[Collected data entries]
##########

//! Database transaction utilities

use sqlx::{PgPool, Postgres, Transaction};
use std::ops::{Deref, DerefMut};

/// A transaction wrapper that rolls back unless explicitly committed.
///
/// sqlx transactions already roll back on drop; this wrapper adds a warning
/// log when that happens outside an error path, which usually means a missing
/// `commit` call.
pub struct TransactionGuard<'a> {
    transaction: Option<Transaction<'a, Postgres>>,
}

impl<'a> TransactionGuard<'a> {
    pub async fn begin(pool: &'a PgPool) -> Result<Self, sqlx::Error> {
        let transaction = pool.begin().await?;
        Ok(Self {
            transaction: Some(transaction),
        })
    }

    /// Commit the transaction. Consumes the guard.
    pub async fn commit(mut self) -> Result<(), sqlx::Error> {
        if let Some(tx) = self.transaction.take() {
            tx.commit().await?;
        }
        Ok(())
    }

    /// Roll back the transaction. Consumes the guard.
    pub async fn rollback(mut self) -> Result<(), sqlx::Error> {
        if let Some(tx) = self.transaction.take() {
            tx.rollback().await?;
        }
        Ok(())
    }
}

impl<'a> Deref for TransactionGuard<'a> {
    type Target = Transaction<'a, Postgres>;

    fn deref(&self) -> &Self::Target {
        self.transaction
            .as_ref()
            .expect("Transaction was already committed or rolled back")
    }
}

impl<'a> DerefMut for TransactionGuard<'a> {
    fn deref_mut(&mut self) -> &mut Self::Target {
        self.transaction
            .as_mut()
            .expect("Transaction was already committed or rolled back")
    }
}

impl<'a> Drop for TransactionGuard<'a> {
    fn drop(&mut self) {
        if self.transaction.is_some() {
            tracing::debug!("Transaction dropped without explicit commit - rolling back");
        }
    }
}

##########

Task instructions
The lines you need are those containing "sqlx"; find them in the records and copy them.

Expected output
use sqlx::{PgPool, Postgres, Transaction};
/// sqlx transactions already roll back on drop; this wrapper adds a warning
    pub async fn begin(pool: &'a PgPool) -> Result<Self, sqlx::Error> {
    pub async fn commit(mut self) -> Result<(), sqlx::Error> {
    pub async fn rollback(mut self) -> Result<(), sqlx::Error> {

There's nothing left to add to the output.